*WORK ORDER*: Should a line in the entries below contain "UpDownCounter", return that line.

Stored items:
==========
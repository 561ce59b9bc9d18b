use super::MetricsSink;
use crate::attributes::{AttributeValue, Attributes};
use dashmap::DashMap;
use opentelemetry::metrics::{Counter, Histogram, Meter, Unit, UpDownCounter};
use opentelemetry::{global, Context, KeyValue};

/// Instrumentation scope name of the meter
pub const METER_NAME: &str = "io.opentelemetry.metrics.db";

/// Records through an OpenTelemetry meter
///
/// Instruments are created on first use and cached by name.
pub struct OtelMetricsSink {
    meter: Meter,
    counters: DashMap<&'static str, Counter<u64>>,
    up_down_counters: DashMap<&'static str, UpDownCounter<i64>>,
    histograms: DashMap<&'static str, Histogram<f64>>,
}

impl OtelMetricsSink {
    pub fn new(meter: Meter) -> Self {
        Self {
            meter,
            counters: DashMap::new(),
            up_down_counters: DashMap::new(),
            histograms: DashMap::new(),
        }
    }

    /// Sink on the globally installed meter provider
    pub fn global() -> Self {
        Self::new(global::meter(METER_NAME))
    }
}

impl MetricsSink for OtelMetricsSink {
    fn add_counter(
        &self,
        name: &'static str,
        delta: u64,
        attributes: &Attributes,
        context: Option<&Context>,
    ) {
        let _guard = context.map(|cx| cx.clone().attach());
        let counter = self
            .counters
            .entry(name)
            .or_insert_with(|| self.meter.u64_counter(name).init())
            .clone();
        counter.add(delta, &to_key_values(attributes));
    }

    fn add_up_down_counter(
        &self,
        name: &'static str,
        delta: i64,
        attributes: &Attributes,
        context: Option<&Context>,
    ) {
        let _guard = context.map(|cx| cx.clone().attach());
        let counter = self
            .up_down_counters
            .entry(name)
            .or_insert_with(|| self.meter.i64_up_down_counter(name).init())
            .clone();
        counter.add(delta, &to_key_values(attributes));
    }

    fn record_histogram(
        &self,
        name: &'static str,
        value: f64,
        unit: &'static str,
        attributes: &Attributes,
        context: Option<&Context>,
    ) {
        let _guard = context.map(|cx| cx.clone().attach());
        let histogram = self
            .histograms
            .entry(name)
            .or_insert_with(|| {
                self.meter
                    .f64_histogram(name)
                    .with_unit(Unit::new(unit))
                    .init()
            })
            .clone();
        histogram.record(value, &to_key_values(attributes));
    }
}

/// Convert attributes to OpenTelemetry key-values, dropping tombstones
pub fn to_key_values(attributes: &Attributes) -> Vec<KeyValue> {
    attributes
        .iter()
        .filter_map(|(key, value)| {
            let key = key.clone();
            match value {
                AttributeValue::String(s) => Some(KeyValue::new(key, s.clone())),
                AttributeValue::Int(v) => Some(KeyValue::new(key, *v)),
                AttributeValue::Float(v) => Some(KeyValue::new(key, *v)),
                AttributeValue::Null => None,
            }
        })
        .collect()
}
==========
*EXERCISE ANSWER*:
use opentelemetry::metrics::{Counter, Histogram, Meter, Unit, UpDownCounter};
    up_down_counters: DashMap<&'static str, UpDownCounter<i64>>,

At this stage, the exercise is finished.